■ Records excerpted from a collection
== Segment start ==

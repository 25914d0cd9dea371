//! Processing Query Handlers

use std::sync::Arc;

use crate::application::error::ApplicationError;
use crate::application::ports::{EndpointSettings, JobClientFactoryPort, ProcessingControllerPort};
use crate::application::queries::processing_queries::*;
use crate::domain::processing::{ExecutionMode, ProcessingSnapshot};

/// GetProcessingState Handler
pub struct GetProcessingStateHandler {
    controller: Arc<dyn ProcessingControllerPort>,
}

impl GetProcessingStateHandler {
    pub fn new(controller: Arc<dyn ProcessingControllerPort>) -> Self {
        Self { controller }
    }

    pub fn handle(&self, _query: GetProcessingState) -> Result<ProcessingSnapshot, ApplicationError> {
        Ok(self.controller.snapshot())
    }
}

/// GetEndpoint Handler
pub struct GetEndpointHandler {
    controller: Arc<dyn ProcessingControllerPort>,
}

impl GetEndpointHandler {
    pub fn new(controller: Arc<dyn ProcessingControllerPort>) -> Self {
        Self { controller }
    }

    pub fn handle(&self, _query: GetEndpoint) -> Result<EndpointSettings, ApplicationError> {
        Ok(self.controller.endpoint())
    }
}

/// CheckDetectionHealth Handler
///
/// 按当前端点临时创建客户端，不影响进行中的任务
pub struct CheckDetectionHealthHandler {
    controller: Arc<dyn ProcessingControllerPort>,
    client_factory: Arc<dyn JobClientFactoryPort>,
}

impl CheckDetectionHealthHandler {
    pub fn new(
        controller: Arc<dyn ProcessingControllerPort>,
        client_factory: Arc<dyn JobClientFactoryPort>,
    ) -> Self {
        Self {
            controller,
            client_factory,
        }
    }

    pub async fn handle(
        &self,
        _query: CheckDetectionHealth,
    ) -> Result<DetectionHealth, ApplicationError> {
        let settings = self.controller.endpoint();
        let connected = match (&settings.url, settings.mode) {
            (Some(url), ExecutionMode::Remote) => {
                let client = self.client_factory.connect(url)?;
                client.health_check().await
            }
            _ => true,
        };

        tracing::debug!(
            mode = settings.mode.as_str(),
            connected = connected,
            "Detection health checked"
        );
        Ok(DetectionHealth {
            url: settings.url.map(|u| u.as_str().to_string()),
            mode: settings.mode,
            connected,
        })
    }
}
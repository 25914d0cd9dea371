//! Configuration Module
//!
//! 提供应用配置管理功能，支持多层级配置来源：
//! - 环境变量（最高优先级）
//! - 配置文件（TOML 格式）
//! - 默认值（最低优先级）

mod loader;
mod types;

pub use loader::{load_config, load_config_from_path, print_config, ConfigError};
pub use types::{AppConfig, DetectionConfig, LogConfig, ProcessingConfig, ServerConfig};
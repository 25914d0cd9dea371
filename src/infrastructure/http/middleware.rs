//! HTTP Middleware
//!
//! 请求日志：按路由模板记录耗时，业务错误（HTTP 200 + errno）与 4xx/5xx 分开记录

use axum::{
    extract::{MatchedPath, Request},
    http::StatusCode,
    middleware::Next,
    response::Response,
};
use std::time::Instant;

use super::error::RejectedRequest;

/// 一次请求的结果分类
#[derive(Debug, Clone, Copy, PartialEq, Eq)]
pub enum RequestOutcome {
    Ok,
    /// `ApiError` 返回的业务错误
    Rejected(i32),
    ClientError,
    ServerError,
}

pub fn classify(status: StatusCode, rejected: Option<&RejectedRequest>) -> RequestOutcome {
    if status.is_server_error() {
        RequestOutcome::ServerError
    } else if status.is_client_error() {
        RequestOutcome::ClientError
    } else if let Some(rejected) = rejected {
        RequestOutcome::Rejected(rejected.errno)
    } else {
        RequestOutcome::Ok
    }
}

/// 路由模板（如 `/api/processing/run`），未匹配时退回请求路径
pub fn route_label(request: &Request) -> String {
    request
        .extensions()
        .get::<MatchedPath>()
        .map(|path| path.as_str().to_string())
        .unwrap_or_else(|| request.uri().path().to_string())
}

pub async fn request_logging_middleware(request: Request, next: Next) -> Response {
    let method = request.method().clone();
    let route = route_label(&request);
    let start = Instant::now();

    let response = next.run(request).await;
    let status = response.status();
    let latency_ms = start.elapsed().as_millis() as u64;
    let rejected = response.extensions().get::<RejectedRequest>();

    match classify(status, rejected) {
        RequestOutcome::Ok => {
            tracing::debug!(method = %method, route = %route, latency_ms, "Request handled");
        }
        RequestOutcome::Rejected(errno) => {
            let error = rejected.map(|r| r.error.as_str()).unwrap_or_default();
            if errno >= 500 {
                tracing::error!(
                    method = %method,
                    route = %route,
                    errno,
                    error = %error,
                    latency_ms,
                    "Request failed"
                );
            } else {
                tracing::warn!(
                    method = %method,
                    route = %route,
                    errno,
                    error = %error,
                    latency_ms,
                    "Request rejected"
                );
            }
        }
        RequestOutcome::ClientError => {
            tracing::warn!(
                method = %method,
                route = %route,
                status = status.as_u16(),
                latency_ms,
                "HTTP client error"
            );
        }
        RequestOutcome::ServerError => {
            tracing::error!(
                method = %method,
                route = %route,
                status = status.as_u16(),
                latency_ms,
                "HTTP server error"
            );
        }
    }

    response
}
//! Job Strategy - 任务执行策略
//!
//! 控制器在 `run()` 时按执行模式选择一种策略，策略只通过 [`JobHandle`] 修改状态

use async_trait::async_trait;

use super::JobHandle;
use crate::domain::processing::ExecutionMode;

/// 任务执行策略
#[async_trait]
pub trait JobStrategy: Send + Sync {
    fn mode(&self) -> ExecutionMode;

    /// 驱动任务直到结束或 handle 失效
    async fn execute(&self, job: JobHandle);
}
//! Processing Events Port - 渲染层通知与缓存失效
//!
//! 控制器只通过这两个端口与外部协作者交互

use serde::{Deserialize, Serialize};

use crate::domain::processing::{CacheDomain, ProcessingSnapshot};

/// 通知级别
#[derive(Debug, Clone, Copy, PartialEq, Eq, Serialize, Deserialize)]
#[serde(rename_all = "snake_case")]
pub enum NoticeLevel {
    Info,
    Success,
    Error,
}

/// 面向用户的提示（toast）
#[derive(Debug, Clone, PartialEq, Eq, Serialize, Deserialize)]
pub struct Notice {
    pub level: NoticeLevel,
    pub title: String,
    pub message: String,
}

impl Notice {
    pub fn info(title: impl Into<String>, message: impl Into<String>) -> Self {
        Self {
            level: NoticeLevel::Info,
            title: title.into(),
            message: message.into(),
        }
    }

    pub fn success(title: impl Into<String>, message: impl Into<String>) -> Self {
        Self {
            level: NoticeLevel::Success,
            title: title.into(),
            message: message.into(),
        }
    }

    pub fn error(title: impl Into<String>, message: impl Into<String>) -> Self {
        Self {
            level: NoticeLevel::Error,
            title: title.into(),
            message: message.into(),
        }
    }
}

/// Processing Events Port
///
/// 渲染层（UI）接收只读快照和提示
pub trait ProcessingEventsPort: Send + Sync {
    /// 状态变更后发布最新快照
    fn snapshot_changed(&self, snapshot: &ProcessingSnapshot);

    /// 发布用户提示
    fn notice(&self, notice: Notice);
}

/// Cache Invalidation Port
///
/// 任务成功完成时调用，每个任务恰好一次
pub trait CacheInvalidationPort: Send + Sync {
    fn invalidate(&self, domains: &[CacheDomain]);
}
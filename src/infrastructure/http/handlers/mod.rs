//! HTTP Handlers

mod ping;
mod processing;
mod websocket;

pub use ping::*;
pub use processing::*;
pub use websocket::*;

== Segment end ==

■ Required action
What you output should match every line above exactly.

■ Answer to this task
repository 25914d0cd9dea371
//! Processing Query Handlers

use std::sync::Arc;

use crate::application::error::ApplicationError;
use crate::application::ports::{EndpointSettings, JobClientFactoryPort, ProcessingControllerPort};
use crate::application::queries::processing_queries::*;
use crate::domain::processing::{ExecutionMode, ProcessingSnapshot};

/// GetProcessingState Handler
pub struct GetProcessingStateHandler {
    controller: Arc<dyn ProcessingControllerPort>,
}

impl GetProcessingStateHandler {
    pub fn new(controller: Arc<dyn ProcessingControllerPort>) -> Self {
        Self { controller }
    }

    pub fn handle(&self, _query: GetProcessingState) -> Result<ProcessingSnapshot, ApplicationError> {
        Ok(self.controller.snapshot())
    }
}

/// GetEndpoint Handler
pub struct GetEndpointHandler {
    controller: Arc<dyn ProcessingControllerPort>,
}

impl GetEndpointHandler {
    pub fn new(controller: Arc<dyn ProcessingControllerPort>) -> Self {
        Self { controller }
    }

    pub fn handle(&self, _query: GetEndpoint) -> Result<EndpointSettings, ApplicationError> {
        Ok(self.controller.endpoint())
    }
}

/// CheckDetectionHealth Handler
///
/// 按当前端点临时创建客户端，不影响进行中的任务
pub struct CheckDetectionHealthHandler {
    controller: Arc<dyn ProcessingControllerPort>,
    client_factory: Arc<dyn JobClientFactoryPort>,
}

impl CheckDetectionHealthHandler {
    pub fn new(
        controller: Arc<dyn ProcessingControllerPort>,
        client_factory: Arc<dyn JobClientFactoryPort>,
    ) -> Self {
        Self {
            controller,
            client_factory,
        }
    }

    pub async fn handle(
        &self,
        _query: CheckDetectionHealth,
    ) -> Result<DetectionHealth, ApplicationError> {
        let settings = self.controller.endpoint();
        let connected = match (&settings.url, settings.mode) {
            (Some(url), ExecutionMode::Remote) => {
                let client = self.client_factory.connect(url)?;
                client.health_check().await
            }
            _ => true,
        };

        tracing::debug!(
            mode = settings.mode.as_str(),
            connected = connected,
            "Detection health checked"
        );
        Ok(DetectionHealth {
            url: settings.url.map(|u| u.as_str().to_string()),
            mode: settings.mode,
            connected,
        })
    }
}
repository 25914d0cd9dea371
//! Configuration Module
//!
//! 提供应用配置管理功能，支持多层级配置来源：
//! - 环境变量（最高优先级）
//! - 配置文件（TOML 格式）
//! - 默认值（最低优先级）

mod loader;
mod types;

pub use loader::{load_config, load_config_from_path, print_config, ConfigError};
pub use types::{AppConfig, DetectionConfig, LogConfig, ProcessingConfig, ServerConfig};
repository 25914d0cd9dea371
filename src/infrastructure/http/middleware.rs
//! HTTP Middleware
//!
//! 请求日志：按路由模板记录耗时，业务错误（HTTP 200 + errno）与 4xx/5xx 分开记录

use axum::{
    extract::{MatchedPath, Request},
    http::StatusCode,
    middleware::Next,
    response::Response,
};
use std::time::Instant;

use super::error::RejectedRequest;

/// 一次请求的结果分类
#[derive(Debug, Clone, Copy, PartialEq, Eq)]
pub enum RequestOutcome {
    Ok,
    /// `ApiError` 返回的业务错误
    Rejected(i32),
    ClientError,
    ServerError,
}

pub fn classify(status: StatusCode, rejected: Option<&RejectedRequest>) -> RequestOutcome {
    if status.is_server_error() {
        RequestOutcome::ServerError
    } else if status.is_client_error() {
        RequestOutcome::ClientError
    } else if let Some(rejected) = rejected {
        RequestOutcome::Rejected(rejected.errno)
    } else {
        RequestOutcome::Ok
    }
}

/// 路由模板（如 `/api/processing/run`），未匹配时退回请求路径
pub fn route_label(request: &Request) -> String {
    request
        .extensions()
        .get::<MatchedPath>()
        .map(|path| path.as_str().to_string())
        .unwrap_or_else(|| request.uri().path().to_string())
}

pub async fn request_logging_middleware(request: Request, next: Next) -> Response {
    let method = request.method().clone();
    let route = route_label(&request);
    let start = Instant::now();

    let response = next.run(request).await;
    let status = response.status();
    let latency_ms = start.elapsed().as_millis() as u64;
    let rejected = response.extensions().get::<RejectedRequest>();

    match classify(status, rejected) {
        RequestOutcome::Ok => {
            tracing::debug!(method = %method, route = %route, latency_ms, "Request handled");
        }
        RequestOutcome::Rejected(errno) => {
            let error = rejected.map(|r| r.error.as_str()).unwrap_or_default();
            if errno >= 500 {
                tracing::error!(
                    method = %method,
                    route = %route,
                    errno,
                    error = %error,
                    latency_ms,
                    "Request failed"
                );
            } else {
                tracing::warn!(
                    method = %method,
                    route = %route,
                    errno,
                    error = %error,
                    latency_ms,
                    "Request rejected"
                );
            }
        }
        RequestOutcome::ClientError => {
            tracing::warn!(
                method = %method,
                route = %route,
                status = status.as_u16(),
                latency_ms,
                "HTTP client error"
            );
        }
        RequestOutcome::ServerError => {
            tracing::error!(
                method = %method,
                route = %route,
                status = status.as_u16(),
                latency_ms,
                "HTTP server error"
            );
        }
    }

    response
}
//! Job Strategy - 任务执行策略
//!
//! 控制器在 `run()` 时按执行模式选择一种策略，策略只通过 [`JobHandle`] 修改状态

use async_trait::async_trait;

use super::JobHandle;
use crate::domain::processing::ExecutionMode;

/// 任务执行策略
#[async_trait]
pub trait JobStrategy: Send + Sync {
    fn mode(&self) -> ExecutionMode;

    /// 驱动任务直到结束或 handle 失效
    async fn execute(&self, job: JobHandle);
}
//! Processing Events Port - 渲染层通知与缓存失效
//!
//! 控制器只通过这两个端口与外部协作者交互

use serde::{Deserialize, Serialize};

use crate::domain::processing::{CacheDomain, ProcessingSnapshot};

/// 通知级别
#[derive(Debug, Clone, Copy, PartialEq, Eq, Serialize, Deserialize)]
#[serde(rename_all = "snake_case")]
pub enum NoticeLevel {
    Info,
    Success,
    Error,
}

/// 面向用户的提示（toast）
#[derive(Debug, Clone, PartialEq, Eq, Serialize, Deserialize)]
pub struct Notice {
    pub level: NoticeLevel,
    pub title: String,
    pub message: String,
}

impl Notice {
    pub fn info(title: impl Into<String>, message: impl Into<String>) -> Self {
        Self {
            level: NoticeLevel::Info,
            title: title.into(),
            message: message.into(),
        }
    }

    pub fn success(title: impl Into<String>, message: impl Into<String>) -> Self {
        Self {
            level: NoticeLevel::Success,
            title: title.into(),
            message: message.into(),
        }
    }

    pub fn error(title: impl Into<String>, message: impl Into<String>) -> Self {
        Self {
            level: NoticeLevel::Error,
            title: title.into(),
            message: message.into(),
        }
    }
}

/// Processing Events Port
///
/// 渲染层（UI）接收只读快照和提示
pub trait ProcessingEventsPort: Send + Sync {
    /// 状态变更后发布最新快照
    fn snapshot_changed(&self, snapshot: &ProcessingSnapshot);

    /// 发布用户提示
    fn notice(&self, notice: Notice);
}

/// Cache Invalidation Port
///
/// 任务成功完成时调用，每个任务恰好一次
pub trait CacheInvalidationPort: Send + Sync {
    fn invalidate(&self, domains: &[CacheDomain]);
}
filename src/infrastructure/http/handlers/mod.rs
//! HTTP Handlers

mod ping;
mod processing;
mod websocket;

pub use ping::*;
pub use processing::*;
pub use websocket::*;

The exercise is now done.